Haggard was the first of more than 15 residents to move to Parkway Place as a direct result of Hurricane Harvey. Some stayed at the Houston senior living community only temporarily, others made plans to call it home permanently. Haggard says they share a unique bond.

“When I walked in, I knew it was okay,” she said. “I felt like I was family, like I was right where I belonged.”

Fellow residents, Haggard remembers, joked that living at Parkway Place during Harvey was like living on an island: all the surrounding areas were covered in water.

“They said it must have something to do with the retired missionaries who live at Parkway Place,” laughed Haggard.

Already, Haggard has made herself at home at Parkway Place, jumping in to ongoing Bible studies and activities like Bingo, which she regrettably didn’t win. Her longtime friend, Betty Beard, moved to Parkway Place shortly after Haggard. The two live just two doors down from each other.
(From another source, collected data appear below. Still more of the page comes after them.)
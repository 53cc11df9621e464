//! Capture and playback seam, plus the paced audio and video sender tasks.

use std::sync::Arc;
use std::time::Duration;

use hub_core::ParticipantId;
use tokio::sync::Mutex;
use tokio::task::JoinHandle;
use tracing::debug;

use crate::session::Session;

/// How often the audio sender polls the capture device.
pub const AUDIO_PACING: Duration = Duration::from_millis(10);

/// Audio/video hardware. Implementations must not block for long; the sender tasks
/// poll them on a timer.
pub trait MediaDevice: Send {
    /// Whether `next_audio_chunk` can ever produce anything.
    fn captures_audio(&self) -> bool {
        false
    }

    /// One captured audio chunk, if the microphone has one ready.
    fn next_audio_chunk(&mut self) -> Option<Vec<u8>> {
        None
    }

    fn play_audio(&mut self, _sender: &ParticipantId, _data: &[u8]) {}

    /// One encoded frame of the screen or camera.
    fn capture_frame_jpeg(&mut self) -> Option<Vec<u8>> {
        None
    }
}

pub type SharedMedia = Arc<Mutex<Box<dyn MediaDevice>>>;

pub fn shared(device: impl MediaDevice + 'static) -> SharedMedia {
    Arc::new(Mutex::new(Box::new(device)))
}

/// No capture hardware. Received audio is discarded.
#[derive(Debug, Default)]
pub struct NullMedia;

impl MediaDevice for NullMedia {}

/// Start forwarding microphone chunks to the room, if the device has a microphone.
pub fn spawn_audio_sender(session: Session, device: SharedMedia) -> JoinHandle<()> {
    tokio::spawn(audio_loop(session, device))
}

async fn audio_loop(session: Session, device: SharedMedia) {
    if !device.lock().await.captures_audio() {
        return;
    }
    let mut ticker = tokio::time::interval(AUDIO_PACING);
    loop {
        tokio::select! {
            _ = session.closed() => break,
            _ = ticker.tick() => {}
        }
        let Some(chunk) = device.lock().await.next_audio_chunk() else {
            continue;
        };
        if let Err(e) = session.apply(|core| core.send_audio(&chunk)).await {
            debug!(error = %e, "audio sender stopped");
            break;
        }
    }
}

/// Stream frames at `fps` for as long as the core reports streaming.
pub fn spawn_video_sender(session: Session, device: SharedMedia, fps: u32) -> JoinHandle<()> {
    tokio::spawn(video_loop(session, device, fps))
}

/// Owns the node's video sender. Starting again replaces the running task.
#[derive(Debug, Default)]
pub struct VideoSender {
    task: Mutex<Option<JoinHandle<()>>>,
}

impl VideoSender {
    pub async fn start(&self, session: Session, device: SharedMedia, fps: u32) {
        let mut task = self.task.lock().await;
        if let Some(old) = task.replace(spawn_video_sender(session, device, fps)) {
            old.abort();
        }
    }

    pub async fn stop(&self) {
        if let Some(old) = self.task.lock().await.take() {
            old.abort();
        }
    }
}

async fn video_loop(session: Session, device: SharedMedia, fps: u32) {
    let period = Duration::from_secs(1) / fps.max(1);
    let mut ticker = tokio::time::interval(period);
    let mut sent = 0u64;
    loop {
        tokio::select! {
            _ = session.closed() => break,
            _ = ticker.tick() => {}
        }
        if !session.with_core(|core| core.is_streaming()).await {
            break;
        }
        let Some(jpeg) = device.lock().await.capture_frame_jpeg() else {
            continue;
        };
        if let Err(e) = session.apply(|core| core.send_video_frame(&jpeg)).await {
            debug!(error = %e, "video sender stopped");
            break;
        }
        sent += 1;
    }
    debug!(frames = sent, "video sender finished");
}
“I feel comfortable here,” Haggard said. “I feel loved.”

Since the flood, Haggard has only visited her home once. Even then she had to wear a surgical mask to keep from inhaling dust and debris.

Around her wrist, Haggard wears a white rubber bracelet with the word “hescycha” printed in blue. The word is Greek for stillness. It’s a practice, Haggard says, she clings to now more than ever.

“I’m learning to be still and listen to God,” she said. “We talk to him so much in our prayers, but he says to just be still and know that he is God. I lost things, but they’re just things. I’m very blessed.”

The one thing she made sure to take with her to Parkway Place? A framed photo of her husband that had been hanging in their bedroom. She wanted him to be with her.

“I think he would like it here,” she smiled.